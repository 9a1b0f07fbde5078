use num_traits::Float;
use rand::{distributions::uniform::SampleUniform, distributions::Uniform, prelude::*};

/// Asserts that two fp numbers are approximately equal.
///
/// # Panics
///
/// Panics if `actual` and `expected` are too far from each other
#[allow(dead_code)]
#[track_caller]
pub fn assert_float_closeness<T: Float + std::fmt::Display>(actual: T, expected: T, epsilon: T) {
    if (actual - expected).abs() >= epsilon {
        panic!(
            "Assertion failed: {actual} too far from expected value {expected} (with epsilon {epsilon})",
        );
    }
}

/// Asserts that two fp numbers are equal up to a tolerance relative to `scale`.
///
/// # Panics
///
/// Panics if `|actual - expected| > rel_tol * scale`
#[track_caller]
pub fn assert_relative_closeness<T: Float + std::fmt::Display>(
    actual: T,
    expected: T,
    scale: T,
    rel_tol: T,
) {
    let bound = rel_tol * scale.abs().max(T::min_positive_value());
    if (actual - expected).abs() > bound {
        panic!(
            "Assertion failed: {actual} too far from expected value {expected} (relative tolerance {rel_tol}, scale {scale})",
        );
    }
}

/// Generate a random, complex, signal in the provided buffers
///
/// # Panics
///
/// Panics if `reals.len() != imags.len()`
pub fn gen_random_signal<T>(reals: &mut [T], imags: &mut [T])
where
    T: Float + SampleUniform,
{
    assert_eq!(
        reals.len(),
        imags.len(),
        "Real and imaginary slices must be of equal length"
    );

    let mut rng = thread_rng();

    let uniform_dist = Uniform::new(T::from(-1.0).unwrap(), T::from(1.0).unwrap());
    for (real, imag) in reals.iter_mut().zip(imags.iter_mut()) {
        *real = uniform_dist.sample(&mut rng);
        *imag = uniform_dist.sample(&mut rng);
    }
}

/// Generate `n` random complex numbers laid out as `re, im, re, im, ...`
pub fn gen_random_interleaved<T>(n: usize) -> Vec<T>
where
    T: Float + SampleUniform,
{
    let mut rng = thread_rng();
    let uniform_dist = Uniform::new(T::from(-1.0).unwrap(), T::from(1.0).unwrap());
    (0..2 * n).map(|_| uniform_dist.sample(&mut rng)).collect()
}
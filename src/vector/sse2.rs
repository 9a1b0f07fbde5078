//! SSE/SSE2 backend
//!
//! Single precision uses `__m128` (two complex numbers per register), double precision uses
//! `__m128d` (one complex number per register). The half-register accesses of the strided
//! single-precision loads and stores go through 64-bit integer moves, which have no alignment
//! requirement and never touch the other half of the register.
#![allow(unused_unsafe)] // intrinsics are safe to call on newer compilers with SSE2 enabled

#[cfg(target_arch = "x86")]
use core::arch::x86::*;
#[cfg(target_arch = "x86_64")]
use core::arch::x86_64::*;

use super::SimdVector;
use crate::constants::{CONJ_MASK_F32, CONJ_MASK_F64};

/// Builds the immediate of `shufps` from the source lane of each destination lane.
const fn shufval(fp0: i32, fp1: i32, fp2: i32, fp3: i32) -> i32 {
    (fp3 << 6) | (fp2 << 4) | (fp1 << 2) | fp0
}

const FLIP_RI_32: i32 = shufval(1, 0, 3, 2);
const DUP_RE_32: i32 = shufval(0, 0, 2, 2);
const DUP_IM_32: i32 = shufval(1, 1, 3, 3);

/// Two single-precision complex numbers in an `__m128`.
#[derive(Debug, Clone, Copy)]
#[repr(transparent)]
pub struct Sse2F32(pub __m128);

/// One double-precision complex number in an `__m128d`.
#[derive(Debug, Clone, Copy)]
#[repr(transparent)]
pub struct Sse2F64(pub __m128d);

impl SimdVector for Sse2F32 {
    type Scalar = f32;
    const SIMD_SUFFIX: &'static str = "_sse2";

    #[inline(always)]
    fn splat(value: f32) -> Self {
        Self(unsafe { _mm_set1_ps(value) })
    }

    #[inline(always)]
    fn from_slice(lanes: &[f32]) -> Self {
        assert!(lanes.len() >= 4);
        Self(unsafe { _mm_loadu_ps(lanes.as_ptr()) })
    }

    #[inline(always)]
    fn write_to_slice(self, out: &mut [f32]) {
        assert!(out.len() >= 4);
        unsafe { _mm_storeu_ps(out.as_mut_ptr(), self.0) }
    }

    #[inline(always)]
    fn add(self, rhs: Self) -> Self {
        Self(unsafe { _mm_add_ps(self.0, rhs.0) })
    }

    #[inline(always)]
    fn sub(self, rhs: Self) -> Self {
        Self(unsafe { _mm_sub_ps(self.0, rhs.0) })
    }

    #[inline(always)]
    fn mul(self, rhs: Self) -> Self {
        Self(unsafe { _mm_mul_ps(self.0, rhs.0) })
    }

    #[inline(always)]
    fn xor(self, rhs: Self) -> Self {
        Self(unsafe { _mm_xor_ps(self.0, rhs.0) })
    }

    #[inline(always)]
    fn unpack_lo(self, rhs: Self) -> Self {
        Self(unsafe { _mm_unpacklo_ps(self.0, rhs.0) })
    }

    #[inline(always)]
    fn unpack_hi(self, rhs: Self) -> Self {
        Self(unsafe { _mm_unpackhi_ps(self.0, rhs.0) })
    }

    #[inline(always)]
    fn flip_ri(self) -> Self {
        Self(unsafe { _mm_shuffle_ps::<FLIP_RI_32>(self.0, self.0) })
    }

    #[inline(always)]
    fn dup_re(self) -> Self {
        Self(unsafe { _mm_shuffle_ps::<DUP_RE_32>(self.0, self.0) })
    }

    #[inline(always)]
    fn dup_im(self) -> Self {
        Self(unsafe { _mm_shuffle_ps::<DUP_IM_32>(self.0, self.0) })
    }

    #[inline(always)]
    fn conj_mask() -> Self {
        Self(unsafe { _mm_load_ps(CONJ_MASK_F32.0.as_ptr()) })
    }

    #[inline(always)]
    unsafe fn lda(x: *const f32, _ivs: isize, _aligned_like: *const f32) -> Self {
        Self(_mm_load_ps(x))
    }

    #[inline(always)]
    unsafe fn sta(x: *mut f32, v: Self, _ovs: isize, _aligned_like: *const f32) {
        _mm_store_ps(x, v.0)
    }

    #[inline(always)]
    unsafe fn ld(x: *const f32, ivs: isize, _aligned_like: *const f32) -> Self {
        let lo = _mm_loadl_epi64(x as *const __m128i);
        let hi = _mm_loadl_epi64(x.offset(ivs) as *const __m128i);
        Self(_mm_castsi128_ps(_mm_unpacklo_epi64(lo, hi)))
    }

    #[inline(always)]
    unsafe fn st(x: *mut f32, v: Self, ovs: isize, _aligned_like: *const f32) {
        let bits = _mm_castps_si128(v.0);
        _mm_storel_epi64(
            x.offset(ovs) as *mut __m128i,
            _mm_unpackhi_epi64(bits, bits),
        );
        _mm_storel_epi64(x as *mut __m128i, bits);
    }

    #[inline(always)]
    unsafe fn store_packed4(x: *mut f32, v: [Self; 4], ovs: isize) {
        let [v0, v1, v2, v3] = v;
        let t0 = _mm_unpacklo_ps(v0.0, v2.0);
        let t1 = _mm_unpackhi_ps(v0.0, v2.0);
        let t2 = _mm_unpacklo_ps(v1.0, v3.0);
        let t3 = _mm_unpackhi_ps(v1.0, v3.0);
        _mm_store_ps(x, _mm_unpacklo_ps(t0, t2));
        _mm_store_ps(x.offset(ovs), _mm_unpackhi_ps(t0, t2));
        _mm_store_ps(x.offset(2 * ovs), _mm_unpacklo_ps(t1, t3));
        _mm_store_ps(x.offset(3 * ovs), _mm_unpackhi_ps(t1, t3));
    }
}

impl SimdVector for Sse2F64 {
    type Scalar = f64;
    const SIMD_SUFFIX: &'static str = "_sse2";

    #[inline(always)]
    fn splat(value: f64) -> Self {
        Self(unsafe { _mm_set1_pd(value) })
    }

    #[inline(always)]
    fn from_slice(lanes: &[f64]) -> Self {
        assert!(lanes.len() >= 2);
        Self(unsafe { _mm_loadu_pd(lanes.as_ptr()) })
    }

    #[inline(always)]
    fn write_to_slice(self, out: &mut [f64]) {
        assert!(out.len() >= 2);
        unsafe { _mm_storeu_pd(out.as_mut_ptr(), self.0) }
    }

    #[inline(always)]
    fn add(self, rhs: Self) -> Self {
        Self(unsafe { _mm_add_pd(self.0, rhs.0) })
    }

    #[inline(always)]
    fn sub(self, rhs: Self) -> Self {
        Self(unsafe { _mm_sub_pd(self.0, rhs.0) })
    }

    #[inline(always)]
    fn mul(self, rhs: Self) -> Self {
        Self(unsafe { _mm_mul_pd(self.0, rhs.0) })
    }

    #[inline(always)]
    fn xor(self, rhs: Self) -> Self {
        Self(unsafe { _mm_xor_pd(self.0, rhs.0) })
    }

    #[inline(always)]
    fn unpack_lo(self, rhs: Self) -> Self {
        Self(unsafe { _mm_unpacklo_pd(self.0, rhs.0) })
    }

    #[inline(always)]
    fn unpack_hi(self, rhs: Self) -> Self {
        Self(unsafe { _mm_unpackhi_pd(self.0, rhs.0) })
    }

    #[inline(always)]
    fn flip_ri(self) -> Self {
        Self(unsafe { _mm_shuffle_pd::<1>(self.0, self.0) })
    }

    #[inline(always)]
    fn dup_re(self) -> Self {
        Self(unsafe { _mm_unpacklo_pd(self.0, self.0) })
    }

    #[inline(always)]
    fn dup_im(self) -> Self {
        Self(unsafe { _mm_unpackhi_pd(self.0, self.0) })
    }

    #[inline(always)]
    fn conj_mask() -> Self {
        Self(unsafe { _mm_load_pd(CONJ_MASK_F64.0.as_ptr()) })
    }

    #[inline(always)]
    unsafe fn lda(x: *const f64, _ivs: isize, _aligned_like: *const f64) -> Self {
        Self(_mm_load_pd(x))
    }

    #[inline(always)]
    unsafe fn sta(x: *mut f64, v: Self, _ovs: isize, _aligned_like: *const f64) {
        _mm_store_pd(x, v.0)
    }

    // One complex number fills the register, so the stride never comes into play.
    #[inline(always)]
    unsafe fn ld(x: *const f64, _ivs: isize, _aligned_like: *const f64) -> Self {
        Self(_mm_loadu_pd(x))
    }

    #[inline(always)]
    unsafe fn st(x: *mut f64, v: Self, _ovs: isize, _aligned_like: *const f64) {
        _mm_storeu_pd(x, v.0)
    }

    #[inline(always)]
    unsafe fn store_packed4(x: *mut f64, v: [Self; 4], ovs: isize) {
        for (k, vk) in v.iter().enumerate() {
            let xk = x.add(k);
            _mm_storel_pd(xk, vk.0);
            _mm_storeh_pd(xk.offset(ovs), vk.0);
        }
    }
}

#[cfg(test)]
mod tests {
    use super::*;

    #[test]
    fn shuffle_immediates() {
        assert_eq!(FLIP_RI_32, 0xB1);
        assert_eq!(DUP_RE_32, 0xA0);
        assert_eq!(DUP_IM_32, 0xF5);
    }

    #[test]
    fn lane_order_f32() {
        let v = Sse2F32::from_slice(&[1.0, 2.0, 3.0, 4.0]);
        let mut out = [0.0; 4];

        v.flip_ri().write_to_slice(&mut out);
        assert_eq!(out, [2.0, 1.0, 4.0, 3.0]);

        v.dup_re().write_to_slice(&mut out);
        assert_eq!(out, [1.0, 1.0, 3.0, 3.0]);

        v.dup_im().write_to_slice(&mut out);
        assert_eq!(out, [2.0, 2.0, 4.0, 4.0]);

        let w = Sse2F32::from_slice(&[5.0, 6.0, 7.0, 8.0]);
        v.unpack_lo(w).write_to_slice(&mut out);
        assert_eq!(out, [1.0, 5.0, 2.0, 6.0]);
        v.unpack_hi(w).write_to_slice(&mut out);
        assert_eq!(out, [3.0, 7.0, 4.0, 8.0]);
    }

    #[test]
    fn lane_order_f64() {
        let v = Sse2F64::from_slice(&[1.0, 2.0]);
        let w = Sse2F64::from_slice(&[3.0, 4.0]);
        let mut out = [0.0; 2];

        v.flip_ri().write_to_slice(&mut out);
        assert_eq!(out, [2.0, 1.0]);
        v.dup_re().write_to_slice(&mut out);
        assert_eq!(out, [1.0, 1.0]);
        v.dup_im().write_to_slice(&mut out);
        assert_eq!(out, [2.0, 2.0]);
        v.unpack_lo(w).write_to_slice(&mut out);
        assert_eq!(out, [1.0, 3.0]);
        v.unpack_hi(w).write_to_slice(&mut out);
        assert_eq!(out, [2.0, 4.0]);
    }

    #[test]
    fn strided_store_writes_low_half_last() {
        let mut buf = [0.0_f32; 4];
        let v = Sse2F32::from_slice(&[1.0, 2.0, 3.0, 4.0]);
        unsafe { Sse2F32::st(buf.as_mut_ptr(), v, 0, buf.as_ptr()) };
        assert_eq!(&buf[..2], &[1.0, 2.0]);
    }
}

▶ _PROBLEM STATEMENT_:
Scan the listing above for the line that has "Self(_mm_loadu_pd(x))", then copy exactly from that line through the line that has "assert_eq!(DUP_RE_32, 0xA0);".

▶ _COMPLETED TASK_:
        Self(_mm_loadu_pd(x))
    }

    #[inline(always)]
    unsafe fn st(x: *mut f64, v: Self, _ovs: isize, _aligned_like: *const f64) {
        _mm_storeu_pd(x, v.0)
    }

    #[inline(always)]
    unsafe fn store_packed4(x: *mut f64, v: [Self; 4], ovs: isize) {
        for (k, vk) in v.iter().enumerate() {
            let xk = x.add(k);
            _mm_storel_pd(xk, vk.0);
            _mm_storeh_pd(xk.offset(ovs), vk.0);
        }
    }
}

#[cfg(test)]
mod tests {
    use super::*;

    #[test]
    fn shuffle_immediates() {
        assert_eq!(FLIP_RI_32, 0xB1);
        assert_eq!(DUP_RE_32, 0xA0);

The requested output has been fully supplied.